Or you can pretend it doesn't exist and hope it goes away (doesn't work for
me).

------
magice
I hate hate hate, bitterly, angrily, and even desperately, those fetishes
about a better, nicer, more innocent past. We all heard it; we all partake in
the orgy of present-bashing and past-glorying before. However, let's wake up
and, seriously, get our attention back to the present.

Look, yoga and meditation have existed for a looooooong time. And guess what,
for every time period, be it modern "over-loaded" time or ancient time, only a
handful of people can master them. And what are they? Oh, yeah, attention
controlling. I mean, if the past is so focused and attentive, shouldn't
everyone be meditation master? Shouldn't people be super productive and
focused and attain greatness? Guess what, they don't. What does that imply?

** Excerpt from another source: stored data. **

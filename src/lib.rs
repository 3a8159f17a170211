//! memdb - an in-memory MySQL-compatible server for test suites
//!
//! Features:
//! - One embedded server per process, started and closed on demand
//! - MySQL wire protocol over a Unix socket
//! - Fixed admin and read-only identities, bootstrapped on every start
//! - Table maintenance helpers for resetting state between tests

pub mod catalog;
pub mod config;
pub mod connection;
pub mod error;
pub mod executor;
pub mod logging;
pub mod maintenance;
pub mod protocol;
pub mod server;
pub mod sql;
pub mod storage;

use std::sync::OnceLock;

pub use config::{LogConfig, LogFormat, ServerConfig, StoreOptions};
pub use connection::{
    build_dsn, connect, connect_with, dsn_for, get_conn, get_conn_with_db, get_dsn,
    get_dsn_with_db, get_readonly_conn_with_db, get_readonly_dsn_with_db, Dsn, Principal,
};
pub use error::{Error, Result};
pub use maintenance::{
    drop_all_tables, drop_table, exec_file, exec_sql, is_access_denied_error,
    is_already_exists_error, is_duplicate_entry_error, list_tables, set_utc_zone,
    truncate_all_tables, truncate_table,
};
pub use server::{Bootstrapper, LifecycleError, LifecycleManager, LifecycleState};
pub use storage::create_mock_store_and_domain;

pub(crate) static GLOBAL: OnceLock<LifecycleManager> = OnceLock::new();

/// The process-wide server manager, configured from the environment on
/// first use
pub fn global() -> &'static LifecycleManager {
    GLOBAL.get_or_init(|| {
        server::cleanup::register_exit_hook();
        LifecycleManager::new(ServerConfig::from_env())
    })
}

/// Start the process-wide server; no-op if it is already running
pub async fn start_server() -> Result<()> {
    global().start().await
}

/// Close the process-wide server and its storage
pub async fn close_server() -> Result<()> {
    global().close().await
}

It implies this: please, for the love of progress, stop your whining and start
appreciating how much luck and resources you have access to today. Please.
Pretty please.

And what's with the fetish against "algorithm"? I despite those who take
regular but uncommon concepts and make a demon/angel out of them. Algorithm,
simply put, is how to calculate something or how to solve a problem. Sorry,
algorithms do not have "tendrils". They neither scheme against you nor love
you. Think about it: if you trip over a rock, does it "conspire" against you?
If you burn time on some game, don't blame the game, please. Blame the
publisher, maybe. Don't blame the poor tech. It does nothing but to please
you.

Back to time and attention. Is it challenging to keep my attention in today
fast pace world? Sure it is. How easier compared to starving world of the old?
Or racist world? Or back-breaking labor (think agriculture before advent of
machine and fertilizer)? Luckily, I have not been made to find out. Very
luckily. And I think everyone can appreciate that luck.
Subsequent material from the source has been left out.